§ **About this task**
Retype exactly the lines that run from the start of the data to the line holding "pub fn parse_args()", including both, and only those.

Available records Block Start

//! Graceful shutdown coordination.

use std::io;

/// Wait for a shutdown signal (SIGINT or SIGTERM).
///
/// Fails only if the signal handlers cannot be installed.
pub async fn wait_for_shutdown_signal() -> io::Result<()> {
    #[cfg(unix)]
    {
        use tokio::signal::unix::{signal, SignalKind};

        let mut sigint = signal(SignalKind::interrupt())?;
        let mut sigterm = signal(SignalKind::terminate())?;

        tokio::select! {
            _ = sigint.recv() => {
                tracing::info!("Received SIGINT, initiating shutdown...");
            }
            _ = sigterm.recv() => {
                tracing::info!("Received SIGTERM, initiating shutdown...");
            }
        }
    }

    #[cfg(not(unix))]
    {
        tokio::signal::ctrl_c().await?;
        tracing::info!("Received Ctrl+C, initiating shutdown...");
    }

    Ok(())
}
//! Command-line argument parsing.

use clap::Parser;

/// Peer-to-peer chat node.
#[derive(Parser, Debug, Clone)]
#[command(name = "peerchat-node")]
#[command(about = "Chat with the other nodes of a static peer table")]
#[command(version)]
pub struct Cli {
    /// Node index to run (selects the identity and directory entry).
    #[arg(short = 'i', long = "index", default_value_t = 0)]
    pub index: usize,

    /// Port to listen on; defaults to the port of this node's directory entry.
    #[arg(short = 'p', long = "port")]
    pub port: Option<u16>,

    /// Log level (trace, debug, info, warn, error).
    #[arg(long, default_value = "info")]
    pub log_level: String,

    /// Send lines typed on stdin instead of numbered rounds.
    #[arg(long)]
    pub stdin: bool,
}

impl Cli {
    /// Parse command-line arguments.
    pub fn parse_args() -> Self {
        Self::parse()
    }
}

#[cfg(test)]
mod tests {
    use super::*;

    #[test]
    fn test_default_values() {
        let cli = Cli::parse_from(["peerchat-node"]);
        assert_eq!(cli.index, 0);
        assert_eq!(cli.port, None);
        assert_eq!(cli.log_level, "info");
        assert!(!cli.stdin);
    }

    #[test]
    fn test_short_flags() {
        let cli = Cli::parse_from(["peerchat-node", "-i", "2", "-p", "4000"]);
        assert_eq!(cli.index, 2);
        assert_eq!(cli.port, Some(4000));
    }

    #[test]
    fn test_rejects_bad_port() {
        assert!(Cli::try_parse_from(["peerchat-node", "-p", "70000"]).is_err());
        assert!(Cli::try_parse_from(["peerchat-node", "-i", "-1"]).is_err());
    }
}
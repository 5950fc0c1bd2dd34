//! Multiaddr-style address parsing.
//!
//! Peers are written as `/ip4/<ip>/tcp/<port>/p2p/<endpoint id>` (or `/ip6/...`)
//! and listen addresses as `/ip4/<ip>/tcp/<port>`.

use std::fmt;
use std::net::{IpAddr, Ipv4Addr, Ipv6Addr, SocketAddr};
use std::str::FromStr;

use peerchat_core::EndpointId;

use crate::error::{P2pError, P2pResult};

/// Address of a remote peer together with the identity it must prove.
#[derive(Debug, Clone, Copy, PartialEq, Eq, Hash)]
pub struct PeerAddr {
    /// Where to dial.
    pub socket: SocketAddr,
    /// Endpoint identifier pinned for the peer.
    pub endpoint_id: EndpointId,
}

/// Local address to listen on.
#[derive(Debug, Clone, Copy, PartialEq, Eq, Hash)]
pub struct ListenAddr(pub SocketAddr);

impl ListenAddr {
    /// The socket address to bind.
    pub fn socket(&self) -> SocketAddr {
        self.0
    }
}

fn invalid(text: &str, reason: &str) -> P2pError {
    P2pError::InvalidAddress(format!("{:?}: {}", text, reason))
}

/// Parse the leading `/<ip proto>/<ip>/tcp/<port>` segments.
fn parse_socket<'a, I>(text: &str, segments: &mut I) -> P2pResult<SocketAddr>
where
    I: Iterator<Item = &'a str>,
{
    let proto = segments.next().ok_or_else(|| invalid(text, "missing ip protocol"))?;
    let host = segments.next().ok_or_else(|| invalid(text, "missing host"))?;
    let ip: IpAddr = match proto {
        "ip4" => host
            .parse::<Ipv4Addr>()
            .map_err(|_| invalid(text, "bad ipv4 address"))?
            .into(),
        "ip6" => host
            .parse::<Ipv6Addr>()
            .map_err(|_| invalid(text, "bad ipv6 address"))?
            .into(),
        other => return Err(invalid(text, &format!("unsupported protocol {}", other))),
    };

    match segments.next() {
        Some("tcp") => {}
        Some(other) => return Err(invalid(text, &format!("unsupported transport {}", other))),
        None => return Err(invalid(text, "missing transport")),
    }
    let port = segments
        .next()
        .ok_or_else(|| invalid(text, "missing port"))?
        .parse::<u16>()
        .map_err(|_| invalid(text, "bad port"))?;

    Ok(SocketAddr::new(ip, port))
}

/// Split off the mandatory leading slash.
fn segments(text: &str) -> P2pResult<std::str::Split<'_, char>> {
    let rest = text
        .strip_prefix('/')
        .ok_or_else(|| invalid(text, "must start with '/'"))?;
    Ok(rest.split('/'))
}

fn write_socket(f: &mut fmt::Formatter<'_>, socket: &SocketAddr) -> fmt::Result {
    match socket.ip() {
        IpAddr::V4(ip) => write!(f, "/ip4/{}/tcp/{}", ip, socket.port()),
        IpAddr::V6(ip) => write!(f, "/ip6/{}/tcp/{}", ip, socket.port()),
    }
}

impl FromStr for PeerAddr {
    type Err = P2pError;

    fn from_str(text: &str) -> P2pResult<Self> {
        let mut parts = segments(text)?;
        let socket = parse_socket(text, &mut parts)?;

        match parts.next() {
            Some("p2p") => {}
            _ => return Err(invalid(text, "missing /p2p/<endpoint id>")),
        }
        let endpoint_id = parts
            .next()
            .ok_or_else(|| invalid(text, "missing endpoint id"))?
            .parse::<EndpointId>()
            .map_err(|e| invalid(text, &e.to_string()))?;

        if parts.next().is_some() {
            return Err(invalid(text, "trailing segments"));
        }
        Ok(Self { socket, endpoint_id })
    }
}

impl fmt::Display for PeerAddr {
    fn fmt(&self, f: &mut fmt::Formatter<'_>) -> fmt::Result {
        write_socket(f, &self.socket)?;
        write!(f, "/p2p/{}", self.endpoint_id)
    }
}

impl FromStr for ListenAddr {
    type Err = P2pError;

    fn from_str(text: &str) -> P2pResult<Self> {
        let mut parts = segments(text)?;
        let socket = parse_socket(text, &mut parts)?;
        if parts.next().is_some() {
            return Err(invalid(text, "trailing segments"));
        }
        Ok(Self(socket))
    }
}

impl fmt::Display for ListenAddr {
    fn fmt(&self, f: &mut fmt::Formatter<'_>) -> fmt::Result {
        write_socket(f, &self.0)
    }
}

Available records Block End

§ **Final answer**
//! Graceful shutdown coordination.

use std::io;

/// Wait for a shutdown signal (SIGINT or SIGTERM).
///
/// Fails only if the signal handlers cannot be installed.
pub async fn wait_for_shutdown_signal() -> io::Result<()> {
    #[cfg(unix)]
    {
        use tokio::signal::unix::{signal, SignalKind};

        let mut sigint = signal(SignalKind::interrupt())?;
        let mut sigterm = signal(SignalKind::terminate())?;

        tokio::select! {
            _ = sigint.recv() => {
                tracing::info!("Received SIGINT, initiating shutdown...");
            }
            _ = sigterm.recv() => {
                tracing::info!("Received SIGTERM, initiating shutdown...");
            }
        }
    }

    #[cfg(not(unix))]
    {
        tokio::signal::ctrl_c().await?;
        tracing::info!("Received Ctrl+C, initiating shutdown...");
    }

    Ok(())
}
//! Command-line argument parsing.

use clap::Parser;

/// Peer-to-peer chat node.
#[derive(Parser, Debug, Clone)]
#[command(name = "peerchat-node")]
#[command(about = "Chat with the other nodes of a static peer table")]
#[command(version)]
pub struct Cli {
    /// Node index to run (selects the identity and directory entry).
    #[arg(short = 'i', long = "index", default_value_t = 0)]
    pub index: usize,

    /// Port to listen on; defaults to the port of this node's directory entry.
    #[arg(short = 'p', long = "port")]
    pub port: Option<u16>,

    /// Log level (trace, debug, info, warn, error).
    #[arg(long, default_value = "info")]
    pub log_level: String,

    /// Send lines typed on stdin instead of numbered rounds.
    #[arg(long)]
    pub stdin: bool,
}

impl Cli {
    /// Parse command-line arguments.
    pub fn parse_args() -> Self {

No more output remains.